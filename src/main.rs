mod backup;
mod calc;
mod db;
mod ipc;
mod logging;

use serde_json::json;
use std::io::{self, BufRead, Write};
use std::path::PathBuf;

const WORKSPACE_ENV: &str = "SCHOOLD_WORKSPACE";

fn main() {
    logging::init_logger();
    log::info!("schoold {} starting", env!("CARGO_PKG_VERSION"));

    let mut state = ipc::AppState::default();
    if let Some(path) = std::env::var_os(WORKSPACE_ENV).filter(|p| !p.is_empty()) {
        if let Err(e) = state.open_workspace(PathBuf::from(path)) {
            log::warn!("{} could not be opened: {:#}", WORKSPACE_ENV, e);
        }
    }

    let stdin = io::stdin();
    let mut stdout = io::stdout();

    for line in stdin.lock().lines() {
        let line = match line {
            Ok(v) => v,
            Err(e) => {
                log::warn!("stdin read failed: {}", e);
                break;
            }
        };
        if line.trim().is_empty() {
            continue;
        }

        let resp = match serde_json::from_str::<ipc::Request>(&line) {
            Ok(req) => ipc::handle_request(&mut state, req),
            // No id to echo back.
            Err(e) => json!({
                "ok": false,
                "error": { "code": "bad_json", "message": e.to_string() },
            }),
        };
        if writeln!(stdout, "{}", resp).and_then(|_| stdout.flush()).is_err() {
            break;
        }
    }
    log::info!("stdin closed, exiting");
}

= EXERCISE OBJECTIVE =
Give the count of lines in the data above that hold the string "match", with no additional words.

= RESULT =
2